WORK REQUIRED:
The lines to copy are those holding the string "stale" in the entries below.

DATA SHOWN:
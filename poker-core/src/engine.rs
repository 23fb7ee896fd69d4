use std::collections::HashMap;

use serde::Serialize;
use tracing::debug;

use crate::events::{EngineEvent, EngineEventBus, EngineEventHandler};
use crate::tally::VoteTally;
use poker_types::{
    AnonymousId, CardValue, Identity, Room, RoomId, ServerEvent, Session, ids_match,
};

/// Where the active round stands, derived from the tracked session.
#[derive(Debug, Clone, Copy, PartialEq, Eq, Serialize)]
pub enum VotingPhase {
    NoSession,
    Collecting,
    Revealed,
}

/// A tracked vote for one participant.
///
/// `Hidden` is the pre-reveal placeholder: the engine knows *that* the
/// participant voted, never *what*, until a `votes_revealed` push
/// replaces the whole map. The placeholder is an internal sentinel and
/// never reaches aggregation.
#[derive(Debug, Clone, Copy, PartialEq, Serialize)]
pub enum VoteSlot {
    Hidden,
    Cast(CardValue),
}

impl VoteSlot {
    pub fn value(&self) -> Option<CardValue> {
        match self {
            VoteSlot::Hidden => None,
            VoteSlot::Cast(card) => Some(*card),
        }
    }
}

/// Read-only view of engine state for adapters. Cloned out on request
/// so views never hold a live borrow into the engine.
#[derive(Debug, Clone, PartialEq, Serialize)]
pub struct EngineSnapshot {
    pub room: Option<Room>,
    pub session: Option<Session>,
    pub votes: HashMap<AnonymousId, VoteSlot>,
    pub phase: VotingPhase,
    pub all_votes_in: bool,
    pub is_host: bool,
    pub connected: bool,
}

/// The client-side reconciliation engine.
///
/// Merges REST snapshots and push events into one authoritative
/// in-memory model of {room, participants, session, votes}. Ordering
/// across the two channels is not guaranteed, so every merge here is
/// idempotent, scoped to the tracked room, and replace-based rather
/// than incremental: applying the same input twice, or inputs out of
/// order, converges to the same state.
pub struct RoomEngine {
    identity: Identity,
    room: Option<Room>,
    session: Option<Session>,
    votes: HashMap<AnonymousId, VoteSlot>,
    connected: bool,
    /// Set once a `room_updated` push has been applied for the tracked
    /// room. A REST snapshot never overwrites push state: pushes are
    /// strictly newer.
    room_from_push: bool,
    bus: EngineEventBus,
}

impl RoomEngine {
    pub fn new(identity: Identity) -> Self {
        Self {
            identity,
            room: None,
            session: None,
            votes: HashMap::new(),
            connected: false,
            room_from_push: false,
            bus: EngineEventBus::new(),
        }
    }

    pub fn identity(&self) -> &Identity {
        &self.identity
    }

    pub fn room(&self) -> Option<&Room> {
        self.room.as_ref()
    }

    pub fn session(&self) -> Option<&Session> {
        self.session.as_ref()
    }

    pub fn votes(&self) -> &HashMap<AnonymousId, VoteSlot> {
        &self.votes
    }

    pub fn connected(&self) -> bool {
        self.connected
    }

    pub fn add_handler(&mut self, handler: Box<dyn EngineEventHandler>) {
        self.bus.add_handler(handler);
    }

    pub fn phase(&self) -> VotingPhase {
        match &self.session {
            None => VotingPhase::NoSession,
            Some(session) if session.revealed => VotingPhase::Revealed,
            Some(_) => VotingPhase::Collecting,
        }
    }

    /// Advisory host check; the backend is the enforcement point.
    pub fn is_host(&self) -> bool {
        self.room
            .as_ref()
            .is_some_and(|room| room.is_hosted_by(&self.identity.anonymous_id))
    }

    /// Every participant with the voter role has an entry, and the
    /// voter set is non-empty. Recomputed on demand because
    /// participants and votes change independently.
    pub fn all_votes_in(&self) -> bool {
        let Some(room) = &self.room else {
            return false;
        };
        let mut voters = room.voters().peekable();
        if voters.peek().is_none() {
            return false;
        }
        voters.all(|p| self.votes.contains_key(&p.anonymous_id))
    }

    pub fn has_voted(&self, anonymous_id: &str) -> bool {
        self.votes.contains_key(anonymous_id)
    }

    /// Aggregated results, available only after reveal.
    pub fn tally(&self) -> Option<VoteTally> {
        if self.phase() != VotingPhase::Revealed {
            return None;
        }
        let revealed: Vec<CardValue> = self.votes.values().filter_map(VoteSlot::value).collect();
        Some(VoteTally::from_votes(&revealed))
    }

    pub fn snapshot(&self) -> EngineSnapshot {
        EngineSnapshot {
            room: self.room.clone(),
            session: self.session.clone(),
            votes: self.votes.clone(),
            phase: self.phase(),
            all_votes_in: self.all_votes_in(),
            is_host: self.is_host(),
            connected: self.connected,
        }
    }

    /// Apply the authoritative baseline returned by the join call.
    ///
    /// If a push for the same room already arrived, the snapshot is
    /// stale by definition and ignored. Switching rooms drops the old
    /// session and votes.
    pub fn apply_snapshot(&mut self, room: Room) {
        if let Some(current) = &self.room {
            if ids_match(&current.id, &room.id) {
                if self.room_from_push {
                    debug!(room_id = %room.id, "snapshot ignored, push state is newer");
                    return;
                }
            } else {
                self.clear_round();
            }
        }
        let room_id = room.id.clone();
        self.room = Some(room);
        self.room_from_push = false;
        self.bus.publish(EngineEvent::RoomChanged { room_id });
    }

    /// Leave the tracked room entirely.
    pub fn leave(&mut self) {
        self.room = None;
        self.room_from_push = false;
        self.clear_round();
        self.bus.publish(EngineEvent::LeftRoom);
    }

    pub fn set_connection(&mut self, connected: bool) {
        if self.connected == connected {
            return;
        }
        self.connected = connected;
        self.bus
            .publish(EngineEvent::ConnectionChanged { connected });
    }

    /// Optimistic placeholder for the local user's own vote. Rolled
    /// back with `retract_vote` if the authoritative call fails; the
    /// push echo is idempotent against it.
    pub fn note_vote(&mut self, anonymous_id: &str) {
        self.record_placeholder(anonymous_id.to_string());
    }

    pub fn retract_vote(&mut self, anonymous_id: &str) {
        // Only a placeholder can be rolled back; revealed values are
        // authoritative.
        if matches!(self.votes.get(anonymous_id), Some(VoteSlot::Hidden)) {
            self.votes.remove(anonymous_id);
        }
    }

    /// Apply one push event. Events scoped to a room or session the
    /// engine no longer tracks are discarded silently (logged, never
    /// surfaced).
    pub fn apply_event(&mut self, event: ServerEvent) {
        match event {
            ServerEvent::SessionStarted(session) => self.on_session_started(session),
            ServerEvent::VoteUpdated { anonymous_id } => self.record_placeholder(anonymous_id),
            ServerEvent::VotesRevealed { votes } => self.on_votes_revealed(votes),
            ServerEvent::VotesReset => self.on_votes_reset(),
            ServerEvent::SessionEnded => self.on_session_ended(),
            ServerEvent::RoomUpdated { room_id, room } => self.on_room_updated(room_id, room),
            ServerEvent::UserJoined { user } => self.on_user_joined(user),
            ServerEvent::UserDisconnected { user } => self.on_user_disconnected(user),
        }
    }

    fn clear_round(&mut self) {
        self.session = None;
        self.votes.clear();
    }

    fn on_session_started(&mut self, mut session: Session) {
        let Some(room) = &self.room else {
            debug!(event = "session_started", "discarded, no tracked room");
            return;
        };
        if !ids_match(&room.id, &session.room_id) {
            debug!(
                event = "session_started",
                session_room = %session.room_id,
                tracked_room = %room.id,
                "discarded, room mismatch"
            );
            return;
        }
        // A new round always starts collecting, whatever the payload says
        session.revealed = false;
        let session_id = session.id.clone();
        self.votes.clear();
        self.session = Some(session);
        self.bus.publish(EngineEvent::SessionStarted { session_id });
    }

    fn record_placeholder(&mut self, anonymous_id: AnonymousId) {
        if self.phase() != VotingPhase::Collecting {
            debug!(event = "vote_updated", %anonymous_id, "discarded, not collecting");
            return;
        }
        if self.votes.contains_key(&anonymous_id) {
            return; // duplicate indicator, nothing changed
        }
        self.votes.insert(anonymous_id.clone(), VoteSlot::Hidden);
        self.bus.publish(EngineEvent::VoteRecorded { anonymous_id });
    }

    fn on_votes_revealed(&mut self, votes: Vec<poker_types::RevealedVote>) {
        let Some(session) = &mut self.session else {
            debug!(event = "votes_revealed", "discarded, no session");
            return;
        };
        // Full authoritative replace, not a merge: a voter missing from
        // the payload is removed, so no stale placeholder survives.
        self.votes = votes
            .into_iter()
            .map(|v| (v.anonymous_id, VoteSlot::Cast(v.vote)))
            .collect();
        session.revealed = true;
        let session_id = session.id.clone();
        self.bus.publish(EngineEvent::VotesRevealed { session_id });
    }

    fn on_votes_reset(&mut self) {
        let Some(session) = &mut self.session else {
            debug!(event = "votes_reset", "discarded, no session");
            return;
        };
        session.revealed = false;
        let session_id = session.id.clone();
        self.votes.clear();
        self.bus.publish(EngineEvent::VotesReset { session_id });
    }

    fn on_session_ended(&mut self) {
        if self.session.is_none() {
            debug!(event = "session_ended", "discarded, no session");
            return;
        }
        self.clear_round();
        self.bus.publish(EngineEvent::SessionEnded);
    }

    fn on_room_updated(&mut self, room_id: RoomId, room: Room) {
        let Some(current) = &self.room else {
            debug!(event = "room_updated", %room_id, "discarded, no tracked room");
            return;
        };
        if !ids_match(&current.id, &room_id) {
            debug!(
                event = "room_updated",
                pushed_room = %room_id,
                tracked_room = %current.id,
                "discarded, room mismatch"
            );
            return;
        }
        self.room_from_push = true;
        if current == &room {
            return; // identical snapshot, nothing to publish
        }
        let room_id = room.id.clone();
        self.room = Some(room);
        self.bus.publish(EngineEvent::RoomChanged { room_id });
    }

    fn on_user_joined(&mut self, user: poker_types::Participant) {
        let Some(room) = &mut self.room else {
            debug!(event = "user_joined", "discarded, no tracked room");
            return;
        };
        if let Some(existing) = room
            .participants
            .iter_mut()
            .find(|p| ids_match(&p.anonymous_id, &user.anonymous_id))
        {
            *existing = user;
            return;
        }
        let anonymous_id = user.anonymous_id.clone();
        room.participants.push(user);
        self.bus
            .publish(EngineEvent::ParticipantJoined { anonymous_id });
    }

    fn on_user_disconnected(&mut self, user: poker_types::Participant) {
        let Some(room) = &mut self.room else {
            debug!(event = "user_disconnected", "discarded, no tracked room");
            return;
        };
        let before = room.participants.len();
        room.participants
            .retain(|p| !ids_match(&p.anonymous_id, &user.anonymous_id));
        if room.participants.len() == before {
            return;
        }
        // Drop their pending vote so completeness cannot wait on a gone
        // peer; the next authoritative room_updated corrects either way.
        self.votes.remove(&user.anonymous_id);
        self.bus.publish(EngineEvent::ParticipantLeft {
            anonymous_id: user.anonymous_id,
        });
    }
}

WORKED SOLUTION:
    /// stale by definition and ignored. Switching rooms drops the old
        // the payload is removed, so no stale placeholder survives.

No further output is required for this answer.